▶ _Assigned task_: The answer is to be all of the data below, reproduced exactly.

▶ _Supplied records_:
════════════════════

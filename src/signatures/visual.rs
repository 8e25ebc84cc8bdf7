//! Signature field widget and its appearance.
//!
//! The widget annotation is the signature field itself (merged field and
//! widget dictionary). When the signature is visible its `/AP /N` entry
//! points at a form XObject that draws the caller's image; the image and
//! form are appended before the annotation so every reference points
//! backwards in the file.

use super::types::{AnnotationFlags, Rect, SignatureAppearance};
use crate::document::SourceDocument;
use crate::error::{Error, Result};
use crate::object::{Dictionary, Object, ObjectRef};
use crate::writer::{ImageAppearance, JpegImage, ObjectAppender, ObjectSerializer};
use std::io::Write;

/// The catalog being replaced and the one replacing it.
#[derive(Debug, Clone, Default, PartialEq, Eq)]
pub struct CatalogData {
    /// Textual reference of the original catalog, e.g. `10 0 R`
    pub root_string: String,
    /// ID of the new catalog object
    pub object_id: u32,
    /// Offset of the new catalog object
    pub offset: u64,
    /// Length of the new catalog object
    pub length: u64,
}

/// What the builder found in the source document.
#[derive(Debug, Clone, Copy, Default, PartialEq, Eq)]
pub struct VisualSignatureData {
    /// Page the widget is attached to, if the document has a page tree
    pub page_object_id: Option<u32>,
    /// Full reference of that page
    pub page_ref: Option<ObjectRef>,
    /// Signature fields already in the form
    pub existing_signatures: usize,
}

/// Builds the signature widget annotation.
pub struct VisualSignatureBuilder<'a, D: SourceDocument + ?Sized> {
    doc: &'a D,
    appearance: &'a SignatureAppearance,
    serializer: ObjectSerializer,
}

impl<'a, D: SourceDocument + ?Sized> VisualSignatureBuilder<'a, D> {
    /// Builder for `appearance` on `doc`.
    pub fn new(doc: &'a D, appearance: &'a SignatureAppearance) -> Self {
        Self {
            doc,
            appearance,
            serializer: ObjectSerializer::new(),
        }
    }

    /// Objects the appearance adds in front of the annotation.
    pub fn appearance_object_count(&self) -> u32 {
        if self.appearance.visible {
            2
        } else {
            0
        }
    }

    /// Resolve the catalog and target page without writing anything.
    ///
    /// Fills `catalog.root_string`.
    ///
    /// # Errors
    ///
    /// - `PageNotFound` when the document has pages but not the requested one
    /// - `Image` for a visible appearance without an image
    pub fn locate(&self, catalog: &mut CatalogData) -> Result<VisualSignatureData> {
        if self.appearance.visible && self.appearance.image.is_none() {
            return Err(Error::Image("visible signature requires an image".to_string()));
        }

        let root_ref = self.doc.root_ref()?;
        catalog.root_string = root_ref.to_string();

        let mut data = VisualSignatureData {
            existing_signatures: self.doc.existing_signature_count()?,
            ..Default::default()
        };

        if self.doc.catalog()?.contains_key("Pages") {
            let page_ref = self.doc.page_by_number(self.appearance.page)?;
            data.page_object_id = Some(page_ref.id);
            data.page_ref = Some(page_ref);
            log::debug!("Signature widget goes on page {} ({})", self.appearance.page, page_ref);
        } else {
            log::warn!("Catalog {} has no /Pages; the signature widget has no /P", root_ref);
        }

        Ok(data)
    }

    /// Append the appearance objects (when visible) and return the annotation dictionary.
    ///
    /// `signature_ref` is the ID the signature dictionary will be written under.
    pub fn build_visual_signature<W: Write>(
        &self,
        appender: &mut ObjectAppender<W>,
        data: &VisualSignatureData,
        signature_ref: ObjectRef,
    ) -> Result<Vec<u8>> {
        let mut annot = Dictionary::new();
        annot.insert("Type".to_string(), Object::Name("Annot".to_string()));
        annot.insert("Subtype".to_string(), Object::Name("Widget".to_string()));

        if self.appearance.visible {
            let form_ref = self.append_appearance(appender)?;
            annot.insert("Rect".to_string(), self.appearance.rect.to_object());

            let mut ap = Dictionary::new();
            ap.insert("N".to_string(), Object::Reference(form_ref));
            annot.insert("AP".to_string(), Object::Dictionary(ap));
        } else {
            annot.insert("Rect".to_string(), Rect::zero().to_object());
        }

        if let Some(page_ref) = data.page_ref {
            annot.insert("P".to_string(), Object::Reference(page_ref));
        }
        annot.insert(
            "F".to_string(),
            Object::Integer(AnnotationFlags::signature_widget().bits() as i64),
        );
        annot.insert("FT".to_string(), Object::Name("Sig".to_string()));
        annot.insert(
            "T".to_string(),
            Object::String(format!("Signature {}", data.existing_signatures + 1).into_bytes()),
        );
        annot.insert("V".to_string(), Object::Reference(signature_ref));

        Ok(self.serializer.serialize(&Object::Dictionary(annot)))
    }

    /// Append the image and the form XObject painting it; returns the form.
    fn append_appearance<W: Write>(&self, appender: &mut ObjectAppender<W>) -> Result<ObjectRef> {
        let image = self
            .appearance
            .image
            .as_ref()
            .ok_or_else(|| Error::Image("visible signature requires an image".to_string()))?;
        let jpeg = JpegImage::encode(image)?;

        let image_ref = appender.add_object(&self.serializer.serialize(&jpeg.to_xobject()))?;
        let form = ImageAppearance::new(image_ref, jpeg.width, jpeg.height);
        let form_ref = appender.add_object(&self.serializer.serialize(&form.to_xobject()))?;

        log::debug!("Appearance: image {} drawn by form {}", image_ref, form_ref);
        Ok(form_ref)
    }
}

════════════════════

▶ _Response below_:
filename src/signatures/visual.rs
repository 8e25ebc84cc8bdf7
//! Signature field widget and its appearance.
//!
//! The widget annotation is the signature field itself (merged field and
//! widget dictionary). When the signature is visible its `/AP /N` entry
//! points at a form XObject that draws the caller's image; the image and
//! form are appended before the annotation so every reference points
//! backwards in the file.

use super::types::{AnnotationFlags, Rect, SignatureAppearance};
use crate::document::SourceDocument;
use crate::error::{Error, Result};
use crate::object::{Dictionary, Object, ObjectRef};
use crate::writer::{ImageAppearance, JpegImage, ObjectAppender, ObjectSerializer};
use std::io::Write;

/// The catalog being replaced and the one replacing it.
#[derive(Debug, Clone, Default, PartialEq, Eq)]
pub struct CatalogData {
    /// Textual reference of the original catalog, e.g. `10 0 R`
    pub root_string: String,
    /// ID of the new catalog object
    pub object_id: u32,
    /// Offset of the new catalog object
    pub offset: u64,
    /// Length of the new catalog object
    pub length: u64,
}

/// What the builder found in the source document.
#[derive(Debug, Clone, Copy, Default, PartialEq, Eq)]
pub struct VisualSignatureData {
    /// Page the widget is attached to, if the document has a page tree
    pub page_object_id: Option<u32>,
    /// Full reference of that page
    pub page_ref: Option<ObjectRef>,
    /// Signature fields already in the form
    pub existing_signatures: usize,
}

/// Builds the signature widget annotation.
pub struct VisualSignatureBuilder<'a, D: SourceDocument + ?Sized> {
    doc: &'a D,
    appearance: &'a SignatureAppearance,
    serializer: ObjectSerializer,
}

impl<'a, D: SourceDocument + ?Sized> VisualSignatureBuilder<'a, D> {
    /// Builder for `appearance` on `doc`.
    pub fn new(doc: &'a D, appearance: &'a SignatureAppearance) -> Self {
        Self {
            doc,
            appearance,
            serializer: ObjectSerializer::new(),
        }
    }

    /// Objects the appearance adds in front of the annotation.
    pub fn appearance_object_count(&self) -> u32 {
        if self.appearance.visible {
            2
        } else {
            0
        }
    }

    /// Resolve the catalog and target page without writing anything.
    ///
    /// Fills `catalog.root_string`.
    ///
    /// # Errors
    ///
    /// - `PageNotFound` when the document has pages but not the requested one
    /// - `Image` for a visible appearance without an image
    pub fn locate(&self, catalog: &mut CatalogData) -> Result<VisualSignatureData> {
        if self.appearance.visible && self.appearance.image.is_none() {
            return Err(Error::Image("visible signature requires an image".to_string()));
        }

        let root_ref = self.doc.root_ref()?;
        catalog.root_string = root_ref.to_string();

        let mut data = VisualSignatureData {
            existing_signatures: self.doc.existing_signature_count()?,
            ..Default::default()
        };

        if self.doc.catalog()?.contains_key("Pages") {
            let page_ref = self.doc.page_by_number(self.appearance.page)?;
            data.page_object_id = Some(page_ref.id);
            data.page_ref = Some(page_ref);
            log::debug!("Signature widget goes on page {} ({})", self.appearance.page, page_ref);
        } else {
            log::warn!("Catalog {} has no /Pages; the signature widget has no /P", root_ref);
        }

        Ok(data)
    }

    /// Append the appearance objects (when visible) and return the annotation dictionary.
    ///
    /// `signature_ref` is the ID the signature dictionary will be written under.
    pub fn build_visual_signature<W: Write>(
        &self,
        appender: &mut ObjectAppender<W>,
        data: &VisualSignatureData,
        signature_ref: ObjectRef,
    ) -> Result<Vec<u8>> {
        let mut annot = Dictionary::new();
        annot.insert("Type".to_string(), Object::Name("Annot".to_string()));
        annot.insert("Subtype".to_string(), Object::Name("Widget".to_string()));

        if self.appearance.visible {
            let form_ref = self.append_appearance(appender)?;
            annot.insert("Rect".to_string(), self.appearance.rect.to_object());

            let mut ap = Dictionary::new();
            ap.insert("N".to_string(), Object::Reference(form_ref));
            annot.insert("AP".to_string(), Object::Dictionary(ap));
        } else {
            annot.insert("Rect".to_string(), Rect::zero().to_object());
        }

        if let Some(page_ref) = data.page_ref {
            annot.insert("P".to_string(), Object::Reference(page_ref));
        }
        annot.insert(
            "F".to_string(),
            Object::Integer(AnnotationFlags::signature_widget().bits() as i64),
        );
        annot.insert("FT".to_string(), Object::Name("Sig".to_string()));
        annot.insert(
            "T".to_string(),
            Object::String(format!("Signature {}", data.existing_signatures + 1).into_bytes()),
        );
        annot.insert("V".to_string(), Object::Reference(signature_ref));

        Ok(self.serializer.serialize(&Object::Dictionary(annot)))
    }

    /// Append the image and the form XObject painting it; returns the form.
    fn append_appearance<W: Write>(&self, appender: &mut ObjectAppender<W>) -> Result<ObjectRef> {
        let image = self
            .appearance
            .image
            .as_ref()
            .ok_or_else(|| Error::Image("visible signature requires an image".to_string()))?;
        let jpeg = JpegImage::encode(image)?;

        let image_ref = appender.add_object(&self.serializer.serialize(&jpeg.to_xobject()))?;
        let form = ImageAppearance::new(image_ref, jpeg.width, jpeg.height);
        let form_ref = appender.add_object(&self.serializer.serialize(&form.to_xobject()))?;

        log::debug!("Appearance: image {} drawn by form {}", image_ref, form_ref);
        Ok(form_ref)
    }
}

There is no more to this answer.